Vejam bem: O jogo se passa na noite de 29 de dezembro em pleno começo da década de 80! Reitero que nessa época, todo mundo está com suas famílias, no aconchego do lar (exceto é claro eu, que estou a escrever esta resenha...).

Agora, o que um bando de gente estaria fazendo em um hotel meia-boca na beira da estrada nessa época do ano?

Pois é, meus caros, coincidências não existem.

Apontando e Clicando



Chega de história! Temos muito a tratar do gameplay.

É o estilo Point ‘n Click Adventure que funciona tão bem no DS. Basicamente, você segue a história apontando os objetos ou pessoas que quer interagir, escolhendo opções de respostas para abrir novos diálogos, utilizar ferramentas ou apenas investigar.

Puzzles aparecem lá e cá e são... legais. O jogo não se funda neles como Professor Layton, mas até que eles quebram um pouco o clima e dão certa variedade ao jogo.

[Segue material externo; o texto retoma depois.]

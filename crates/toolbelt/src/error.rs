#[derive(thiserror::Error, Debug, serde::Deserialize, serde::Serialize)]
#[allow(clippy::enum_variant_names)]
pub enum Error {
    #[error("Generic {0}")]
    Generic(String),

    #[error("Invalid argument: {0}")]
    InvalidArgument(String),
}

Você também deve estar sempre bem acompanhado com as ferramentas certas e ser bem original no uso delas para passar pelos seus desafios. Por exemplo, você precisa ler algo que está gravado em uma caneta encontrada no chão. Você pode usar um giz ou farinha para riscar a parte gravada e assim deixá-la legível.

O jogo te cobra um pouco de lógica para solução de muitos problemas, nada muito absurdo, mas você vai ter de parar muitas vezes para pensar o que deve ser usado para seguir em frente.

A movimentação é também norteada pela stylus. Na tela de baixo, temos um mapa geral, onde podemos saber onde estão as coisas, na tela de cima, temos uma visão em 3D em primeira pessoa, que nos permite melhor observação dos detalhes.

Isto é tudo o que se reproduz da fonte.